**Task to carry out**
Line by line, copy the listing below exactly.
=== Section Start ===
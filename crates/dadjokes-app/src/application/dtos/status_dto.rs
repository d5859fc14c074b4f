use chrono::{DateTime, Utc};
use serde::{Deserialize, Serialize};

use dadjokes_domain::achievement::ACHIEVEMENTS;
use dadjokes_domain::entitlement::AccessLevel;
use dadjokes_domain::state::UserState;
use dadjokes_domain::streak::StreakData;

#[derive(Debug, Clone, Serialize, Deserialize)]
pub struct StreakDto {
    pub current_streak: u32,
    pub longest_streak: u32,
    pub total_jokes_viewed: u64,
    pub last_viewed_date: Option<String>, // YYYY-MM-DD
    pub badges: Vec<String>,
}

impl From<&StreakData> for StreakDto {
    fn from(streak: &StreakData) -> Self {
        Self {
            current_streak: streak.current_streak(),
            longest_streak: streak.longest_streak(),
            total_jokes_viewed: streak.total_jokes_viewed(),
            last_viewed_date: streak
                .last_viewed_date()
                .map(|d| d.format("%Y-%m-%d").to_string()),
            badges: streak.streak_badges().to_vec(),
        }
    }
}

/// Summary printed by the binary.
#[derive(Debug, Clone, Serialize, Deserialize)]
pub struct StatusDto {
    pub streak: StreakDto,
    pub achievements_unlocked: usize,
    pub achievements_total: usize,
    pub favorites: usize,
    pub ratings: usize,
    pub total_shares: u64,
    pub categories_explored: usize,
    pub collections: usize,
    pub history_entries: usize,
    pub access_level: AccessLevel,
    pub trial_expires_at: Option<DateTime<Utc>>,
}

impl StatusDto {
    pub fn from_state(state: &UserState, now: DateTime<Utc>) -> Self {
        Self {
            streak: StreakDto::from(state.streak()),
            achievements_unlocked: state.achievements().unlocked_count(),
            achievements_total: ACHIEVEMENTS.len(),
            favorites: state.favorites().len(),
            ratings: state.ratings().len(),
            total_shares: state.total_shares(),
            categories_explored: state.explored_categories().len(),
            collections: state.collections().len(),
            history_entries: state.history().len(),
            access_level: state.entitlement().access_level(now),
            trial_expires_at: state.entitlement().trial_expires_at(),
        }
    }
}

#[cfg(test)]
mod tests {
    use super::*;
    use chrono::NaiveDate;
    use dadjokes_domain::history::HistoryLimits;
    use dadjokes_domain::shared::JokeId;

    #[test]
    fn test_status_from_state() {
        let mut state = UserState::new();
        let now = Utc::now();
        let today = NaiveDate::from_ymd_opt(2024, 2, 29).unwrap();
        state.record_view(JokeId::from("j1"), Some("puns"), now, today, HistoryLimits::default());
        state.toggle_favorite(JokeId::from("j1"));
        state.check_achievements(now);

        let status = StatusDto::from_state(&state, now);

        assert_eq!(status.streak.current_streak, 1);
        assert_eq!(status.streak.last_viewed_date.as_deref(), Some("2024-02-29"));
        assert_eq!(status.favorites, 1);
        assert_eq!(status.achievements_total, 20);
        // first_laugh and first_favorite
        assert_eq!(status.achievements_unlocked, 2);
        assert_eq!(status.access_level, AccessLevel::Free);
    }
}
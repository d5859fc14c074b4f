use dadjokes_app::application::dtos::{AchievementDto, StatusDto};
use dadjokes_app::presentation::bootstrap::init_logging;
use dadjokes_app::presentation::state::AppState;
use dadjokes_domain::calendar::Calendar;
use dadjokes_infrastructure::config::AppConfig;
use serde_json::json;

#[tokio::main]
async fn main() -> anyhow::Result<()> {
    let config = AppConfig::load()?;
    init_logging(&config);
    tracing::info!("🚀 dadjokes starting...");

    let app = AppState::new(config).await?;
    let state = app.services.store.hydrate().await;
    let now = app.runtime.calendar.now();

    let output = json!({
        "status": StatusDto::from_state(&state, now),
        "achievements": AchievementDto::list(&state),
    });
    println!("{}", serde_json::to_string_pretty(&output)?);

    Ok(())
}
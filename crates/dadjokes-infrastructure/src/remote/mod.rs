mod http;
mod memory;

pub use http::HttpRemoteStore;
pub use memory::InMemoryRemoteStore;
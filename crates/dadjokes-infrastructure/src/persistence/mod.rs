mod database;
mod kv_store;
mod memory;
mod result_ext;

pub use database::Database;
pub use kv_store::SqliteKeyValueStore;
pub use memory::InMemoryKeyValueStore;
pub use result_ext::ResultExt;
=== Section End ===
**Exercise answer**
filename crates/dadjokes-app/src/application/dtos/status_dto.rs
repository d5859fc14c074b4f
use chrono::{DateTime, Utc};
use serde::{Deserialize, Serialize};

use dadjokes_domain::achievement::ACHIEVEMENTS;
use dadjokes_domain::entitlement::AccessLevel;
use dadjokes_domain::state::UserState;
use dadjokes_domain::streak::StreakData;

#[derive(Debug, Clone, Serialize, Deserialize)]
pub struct StreakDto {
    pub current_streak: u32,
    pub longest_streak: u32,
    pub total_jokes_viewed: u64,
    pub last_viewed_date: Option<String>, // YYYY-MM-DD
    pub badges: Vec<String>,
}

impl From<&StreakData> for StreakDto {
    fn from(streak: &StreakData) -> Self {
        Self {
            current_streak: streak.current_streak(),
            longest_streak: streak.longest_streak(),
            total_jokes_viewed: streak.total_jokes_viewed(),
            last_viewed_date: streak
                .last_viewed_date()
                .map(|d| d.format("%Y-%m-%d").to_string()),
            badges: streak.streak_badges().to_vec(),
        }
    }
}

/// Summary printed by the binary.
#[derive(Debug, Clone, Serialize, Deserialize)]
pub struct StatusDto {
    pub streak: StreakDto,
    pub achievements_unlocked: usize,
    pub achievements_total: usize,
    pub favorites: usize,
    pub ratings: usize,
    pub total_shares: u64,
    pub categories_explored: usize,
    pub collections: usize,
    pub history_entries: usize,
    pub access_level: AccessLevel,
    pub trial_expires_at: Option<DateTime<Utc>>,
}

impl StatusDto {
    pub fn from_state(state: &UserState, now: DateTime<Utc>) -> Self {
        Self {
            streak: StreakDto::from(state.streak()),
            achievements_unlocked: state.achievements().unlocked_count(),
            achievements_total: ACHIEVEMENTS.len(),
            favorites: state.favorites().len(),
            ratings: state.ratings().len(),
            total_shares: state.total_shares(),
            categories_explored: state.explored_categories().len(),
            collections: state.collections().len(),
            history_entries: state.history().len(),
            access_level: state.entitlement().access_level(now),
            trial_expires_at: state.entitlement().trial_expires_at(),
        }
    }
}

#[cfg(test)]
mod tests {
    use super::*;
    use chrono::NaiveDate;
    use dadjokes_domain::history::HistoryLimits;
    use dadjokes_domain::shared::JokeId;

    #[test]
    fn test_status_from_state() {
        let mut state = UserState::new();
        let now = Utc::now();
        let today = NaiveDate::from_ymd_opt(2024, 2, 29).unwrap();
        state.record_view(JokeId::from("j1"), Some("puns"), now, today, HistoryLimits::default());
        state.toggle_favorite(JokeId::from("j1"));
        state.check_achievements(now);

        let status = StatusDto::from_state(&state, now);

        assert_eq!(status.streak.current_streak, 1);
        assert_eq!(status.streak.last_viewed_date.as_deref(), Some("2024-02-29"));
        assert_eq!(status.favorites, 1);
        assert_eq!(status.achievements_total, 20);
        // first_laugh and first_favorite
        assert_eq!(status.achievements_unlocked, 2);
        assert_eq!(status.access_level, AccessLevel::Free);
    }
}
repository d5859fc14c074b4f
use dadjokes_app::application::dtos::{AchievementDto, StatusDto};
use dadjokes_app::presentation::bootstrap::init_logging;
use dadjokes_app::presentation::state::AppState;
use dadjokes_domain::calendar::Calendar;
use dadjokes_infrastructure::config::AppConfig;
use serde_json::json;

#[tokio::main]
async fn main() -> anyhow::Result<()> {
    let config = AppConfig::load()?;
    init_logging(&config);
    tracing::info!("🚀 dadjokes starting...");

    let app = AppState::new(config).await?;
    let state = app.services.store.hydrate().await;
    let now = app.runtime.calendar.now();

    let output = json!({
        "status": StatusDto::from_state(&state, now),
        "achievements": AchievementDto::list(&state),
    });
    println!("{}", serde_json::to_string_pretty(&output)?);

    Ok(())
}
filename crates/dadjokes-infrastructure/src/remote/mod.rs
mod http;
mod memory;

pub use http::HttpRemoteStore;
pub use memory::InMemoryRemoteStore;
filename crates/dadjokes-infrastructure/src/persistence/mod.rs
mod database;
mod kv_store;
mod memory;
mod result_ext;

pub use database::Database;
pub use kv_store::SqliteKeyValueStore;
pub use memory::InMemoryKeyValueStore;
pub use result_ext::ResultExt;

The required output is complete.